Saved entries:
----

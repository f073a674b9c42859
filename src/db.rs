// ==========================================
// 工位排班基础数据 - SQLite 连接初始化
// ==========================================
// 目标:
// - 统一 Connection::open 的 PRAGMA 行为
// - 统一 busy_timeout，避免 CLI 与其他进程同时写入时偶发 busy 错误
// ==========================================

use rusqlite::Connection;
use std::time::Duration;

/// 默认 busy_timeout（毫秒）
pub const DEFAULT_BUSY_TIMEOUT_MS: u64 = 5_000;

/// 配置 SQLite 连接的统一 PRAGMA
///
/// 说明：busy_timeout 需要"每个连接"单独配置
pub fn configure_sqlite_connection(conn: &Connection) -> rusqlite::Result<()> {
    conn.busy_timeout(Duration::from_millis(DEFAULT_BUSY_TIMEOUT_MS))?;
    Ok(())
}

/// 打开 SQLite 连接并应用统一配置
pub fn open_sqlite_connection(db_path: &str) -> rusqlite::Result<Connection> {
    let conn = Connection::open(db_path)?;
    configure_sqlite_connection(&conn)?;
    Ok(conn)
}

/// 打开内存数据库（测试用）
pub fn open_in_memory_connection() -> rusqlite::Result<Connection> {
    let conn = Connection::open_in_memory()?;
    configure_sqlite_connection(&conn)?;
    Ok(conn)
}
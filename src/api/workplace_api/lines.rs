// ==========================================
// 产线维护
// ==========================================

use super::*;
use crate::api::validator::require_text;

impl WorkplaceApi {
    /// 新增空产线
    pub fn add_line(&mut self, name: &str) -> ApiResult<ProductionLine> {
        let name = require_text(name, "validation.line_name_required")?;
        let line = self.store.insert_line(name);
        tracing::info!(line_id = %line.id, "新增产线: {}", line.name);

        self.persist()?;
        Ok(line)
    }

    /// 删除产线，并级联删除其下所有工作站
    ///
    /// 人员设定中指向被删工作站的条目保留不动
    pub fn delete_line(&mut self, line_id: &str) -> ApiResult<bool> {
        let Some((line, removed)) = self.store.remove_line(line_id) else {
            tracing::debug!(line_id, "删除产线: 目标不存在");
            return Ok(false);
        };
        tracing::info!(
            line_id,
            cascaded_stations = removed.len(),
            "删除产线: {}",
            line.name
        );

        self.persist()?;
        Ok(true)
    }
}
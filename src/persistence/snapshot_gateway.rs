// ==========================================
// 工位排班基础数据 - 快照网关
// ==========================================
// 职责:
// 1. 生成实体集合快照并写入本地键值通道（固定键，覆写）
// 2. 启动时从本地通道恢复（原子：完整解析校验后再整体替换）
// 3. 设定档导入（整体替换，不合并）/ 导出（带 version 与日期文件名）
// 4. 排程结果的暂存与一次性读取
// ==========================================

use std::sync::Arc;

use chrono::{DateTime, Utc};
use serde_json::Value;

use crate::config::StorageKeys;
use crate::domain::{iso_timestamp, ScheduleResult, WorkplaceSnapshot, REQUIRED_COLLECTIONS};
use crate::persistence::error::{PersistenceError, PersistenceResult};
use crate::repository::{EntityStore, KeyValueStore};

/// 导出文件名前缀
pub const EXPORT_FILE_PREFIX: &str = "workplace_settings_";

// ==========================================
// 输出类型
// ==========================================

/// 导出的设定档
#[derive(Debug, Clone, PartialEq)]
pub struct ExportedFile {
    /// workplace_settings_<YYYY-MM-DD>.json
    pub file_name: String,
    pub bytes: Vec<u8>,
}

/// 本地恢复结果
#[derive(Debug, Clone, PartialEq, Eq)]
pub enum LoadOutcome {
    /// 本地没有快照，仓储保持初始空状态
    Missing,
    /// 已恢复
    Restored {
        personnel: usize,
        production_lines: usize,
        stations: usize,
    },
    /// 快照损坏，仓储未被修改
    Failed(String),
}

// ==========================================
// 快照解析
// ==========================================

/// 解析快照字节
///
/// 三个集合字段（personnel / productionLines / stations）必须存在且不为 null，
/// 否则返回格式错误。解析在临时结构上完成，调用方据此决定是否替换仓储。
pub fn parse_snapshot(bytes: &[u8]) -> PersistenceResult<WorkplaceSnapshot> {
    let value: Value =
        serde_json::from_slice(bytes).map_err(|e| PersistenceError::InvalidFormat(e.to_string()))?;

    let object = value
        .as_object()
        .ok_or_else(|| PersistenceError::InvalidFormat("顶层必须是 JSON 对象".to_string()))?;

    for field in REQUIRED_COLLECTIONS {
        match object.get(field) {
            None | Some(Value::Null) => {
                return Err(PersistenceError::MissingCollection(field.to_string()))
            }
            Some(_) => {}
        }
    }

    serde_json::from_value(value).map_err(|e| PersistenceError::InvalidFormat(e.to_string()))
}

/// 导出文件名（按 UTC 日期）
pub fn export_file_name(now: DateTime<Utc>) -> String {
    format!("{}{}.json", EXPORT_FILE_PREFIX, now.format("%Y-%m-%d"))
}

// ==========================================
// SnapshotGateway
// ==========================================
pub struct SnapshotGateway {
    kv: Arc<dyn KeyValueStore>,
    keys: StorageKeys,
}

impl SnapshotGateway {
    pub fn new(kv: Arc<dyn KeyValueStore>, keys: StorageKeys) -> Self {
        Self { kv, keys }
    }

    pub fn keys(&self) -> &StorageKeys {
        &self.keys
    }

    /// 生成当前快照（savedAt = 当前时间）
    pub fn snapshot(&self, store: &EntityStore) -> WorkplaceSnapshot {
        self.snapshot_at(store, Utc::now())
    }

    pub fn snapshot_at(&self, store: &EntityStore, now: DateTime<Utc>) -> WorkplaceSnapshot {
        WorkplaceSnapshot {
            personnel: store.personnel().to_vec(),
            production_lines: store.production_lines().to_vec(),
            stations: store.stations().to_vec(),
            version: None,
            saved_at: Some(iso_timestamp(now)),
        }
    }

    /// 写入本地通道（覆写旧值）
    pub fn save(&self, snapshot: &WorkplaceSnapshot) -> PersistenceResult<()> {
        let json = serde_json::to_string(snapshot)?;
        self.kv.set(&self.keys.settings, &json)?;
        tracing::debug!(
            personnel = snapshot.personnel.len(),
            production_lines = snapshot.production_lines.len(),
            stations = snapshot.stations.len(),
            "快照已保存"
        );
        Ok(())
    }

    /// 从本地通道恢复
    ///
    /// 读取或解析失败只记录日志，仓储保持调用前的状态。
    pub fn load(&self, store: &mut EntityStore) -> LoadOutcome {
        let raw = match self.kv.get(&self.keys.settings) {
            Ok(Some(raw)) => raw,
            Ok(None) => {
                tracing::info!("本地没有已保存的设定");
                return LoadOutcome::Missing;
            }
            Err(e) => {
                tracing::error!("读取本地设定时发生错误: {}", e);
                return LoadOutcome::Failed(e.to_string());
            }
        };

        match parse_snapshot(raw.as_bytes()) {
            Ok(snapshot) => {
                let outcome = LoadOutcome::Restored {
                    personnel: snapshot.personnel.len(),
                    production_lines: snapshot.production_lines.len(),
                    stations: snapshot.stations.len(),
                };
                store.replace_with(snapshot);
                tracing::info!(?outcome, "已恢复本地设定");
                outcome
            }
            Err(e) => {
                tracing::error!("载入本地设定时发生错误: {}", e);
                LoadOutcome::Failed(e.to_string())
            }
        }
    }

    /// 导入设定档，成功后整体替换仓储
    ///
    /// 失败时仓储不变。写回本地通道由调用方负责。
    pub fn import_snapshot(&self, bytes: &[u8], store: &mut EntityStore) -> PersistenceResult<()> {
        let snapshot = parse_snapshot(bytes)?;
        tracing::info!(
            personnel = snapshot.personnel.len(),
            production_lines = snapshot.production_lines.len(),
            stations = snapshot.stations.len(),
            version = ?snapshot.version,
            "导入设定档"
        );
        store.replace_with(snapshot);
        Ok(())
    }

    /// 导出设定档
    pub fn export_snapshot(&self, store: &EntityStore) -> PersistenceResult<ExportedFile> {
        self.export_snapshot_at(store, Utc::now())
    }

    pub fn export_snapshot_at(
        &self,
        store: &EntityStore,
        now: DateTime<Utc>,
    ) -> PersistenceResult<ExportedFile> {
        let snapshot = self.snapshot_at(store, now).into_export();
        let bytes = serde_json::to_vec_pretty(&snapshot)?;
        Ok(ExportedFile {
            file_name: export_file_name(now),
            bytes,
        })
    }

    // ==========================================
    // 排程结果
    // ==========================================

    /// 暂存排程结果（覆写上一次结果）
    pub fn save_schedule_result(&self, result: &ScheduleResult) -> PersistenceResult<()> {
        let json = serde_json::to_string(result)?;
        self.kv.set(&self.keys.schedule_result, &json)?;
        Ok(())
    }

    /// 读取并移除暂存的排程结果
    pub fn take_schedule_result(&self) -> PersistenceResult<Option<ScheduleResult>> {
        let raw = match self.kv.get(&self.keys.schedule_result)? {
            Some(raw) => raw,
            None => return Ok(None),
        };
        self.kv.remove(&self.keys.schedule_result)?;

        let result = serde_json::from_str(&raw)
            .map_err(|e| PersistenceError::CorruptScheduleResult(e.to_string()))?;
        Ok(Some(result))
    }
}
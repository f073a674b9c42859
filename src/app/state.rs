// ==========================================
// 工位排班基础数据 - 应用状态
// ==========================================
// 职责: 组装仓储、持久化网关、排程客户端与API实例
// 约束: 仓储互斥锁不得跨 await 持有（排程请求先组装再提交）
// ==========================================

use std::path::Path;
use std::sync::{Arc, Mutex, MutexGuard};

use crate::api::{ApiError, ApiResult, ScheduleApi, WorkplaceApi};
use crate::config::AppConfig;
use crate::persistence::{LoadOutcome, SnapshotGateway};
use crate::repository::{EntityStore, KeyValueStore, SqliteKeyValueRepository};
use crate::scheduler::{HttpSchedulerClient, SchedulerClient};

/// 应用状态
///
/// 基础数据维护为单写者模型，由互斥锁串行化
pub struct AppState {
    pub config: AppConfig,
    workplace: Mutex<WorkplaceApi>,
    pub schedule_api: Arc<ScheduleApi>,
}

impl AppState {
    /// 按配置创建（SQLite 本地存储 + HTTP 排程客户端）
    pub fn new(config: AppConfig) -> Result<Self, String> {
        tracing::info!("初始化AppState，数据库路径: {}", config.db_path);

        if let Some(parent) = Path::new(&config.db_path).parent() {
            if !parent.as_os_str().is_empty() {
                std::fs::create_dir_all(parent)
                    .map_err(|e| format!("无法创建数据目录 {}: {}", parent.display(), e))?;
            }
        }

        let kv: Arc<dyn KeyValueStore> = Arc::new(
            SqliteKeyValueRepository::new(&config.db_path)
                .map_err(|e| format!("无法创建SqliteKeyValueRepository: {}", e))?,
        );
        let client: Arc<dyn SchedulerClient> = Arc::new(
            HttpSchedulerClient::new(config.scheduler.clone())
                .map_err(|e| format!("无法创建排程客户端: {}", e))?,
        );

        Ok(Self::with_components(config, kv, client, EntityStore::default()))
    }

    /// 使用指定组件创建（测试时注入内存存储与模拟排程服务）
    pub fn with_components(
        config: AppConfig,
        kv: Arc<dyn KeyValueStore>,
        client: Arc<dyn SchedulerClient>,
        store: EntityStore,
    ) -> Self {
        let gateway = Arc::new(SnapshotGateway::new(kv, config.storage_keys.clone()));
        let workplace = WorkplaceApi::new(store, gateway.clone());
        let schedule_api = Arc::new(ScheduleApi::new(client, gateway));

        Self {
            config,
            workplace: Mutex::new(workplace),
            schedule_api,
        }
    }

    /// 获取基础数据API（独占）
    pub fn workplace(&self) -> ApiResult<MutexGuard<'_, WorkplaceApi>> {
        self.workplace
            .lock()
            .map_err(|e| ApiError::InternalError(format!("锁获取失败: {}", e)))
    }

    /// 启动时从本地快照恢复
    pub fn restore(&self) -> ApiResult<LoadOutcome> {
        let outcome = self.workplace()?.restore();
        match &outcome {
            LoadOutcome::Missing => tracing::info!("本地无设定快照，以空数据启动"),
            LoadOutcome::Restored {
                personnel,
                production_lines,
                stations,
            } => tracing::info!(
                personnel,
                production_lines,
                stations,
                "已从本地快照恢复"
            ),
            LoadOutcome::Failed(reason) => tracing::warn!("本地快照损坏，以空数据启动: {}", reason),
        }
        Ok(outcome)
    }
}
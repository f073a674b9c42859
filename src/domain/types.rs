// ==========================================
// 工位排班基础数据 - 领域类型定义
// ==========================================

use serde::{Deserialize, Serialize};
use std::fmt;
use std::str::FromStr;

// ==========================================
// 工作站偏好 (Preference)
// ==========================================
// 序列化格式: 小写 (high / normal / low)，与排程服务约定一致
#[derive(Debug, Clone, Copy, PartialEq, Eq, Hash, Default, Serialize, Deserialize)]
#[serde(rename_all = "lowercase")]
pub enum Preference {
    High, // 高
    #[default]
    Normal, // 一般
    Low, // 低
}

impl Preference {
    /// 是否为一般偏好
    pub fn is_normal(&self) -> bool {
        matches!(self, Preference::Normal)
    }
}

impl fmt::Display for Preference {
    fn fmt(&self, f: &mut fmt::Formatter<'_>) -> fmt::Result {
        match self {
            Preference::High => write!(f, "high"),
            Preference::Normal => write!(f, "normal"),
            Preference::Low => write!(f, "low"),
        }
    }
}

impl FromStr for Preference {
    type Err = String;

    fn from_str(s: &str) -> Result<Self, Self::Err> {
        match s.trim().to_ascii_lowercase().as_str() {
            "high" => Ok(Preference::High),
            "normal" => Ok(Preference::Normal),
            "low" => Ok(Preference::Low),
            other => Err(format!("未知的偏好等级: {}", other)),
        }
    }
}
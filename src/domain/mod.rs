// ==========================================
// 工位排班基础数据 - 领域模型层
// ==========================================
// 职责: 定义人员、产线、工作站、快照与排程结果
// 红线: 不含数据访问逻辑,不含引擎逻辑
// ==========================================

pub mod line;
pub mod personnel;
pub mod snapshot;
pub mod types;

// 重导出核心类型
pub use line::{ProductionLine, Station};
pub use personnel::{Person, StationSetting, StationSettings};
pub use snapshot::{
    iso_timestamp, Assignment, ScheduleResult, WorkplaceSnapshot, EXPORT_VERSION,
    REQUIRED_COLLECTIONS,
};
pub use types::Preference;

----

**Task prompt**. Looking at the entries above, determine how many lines contain the word "personnel" and state only that number.

**Solution to the problem**. 10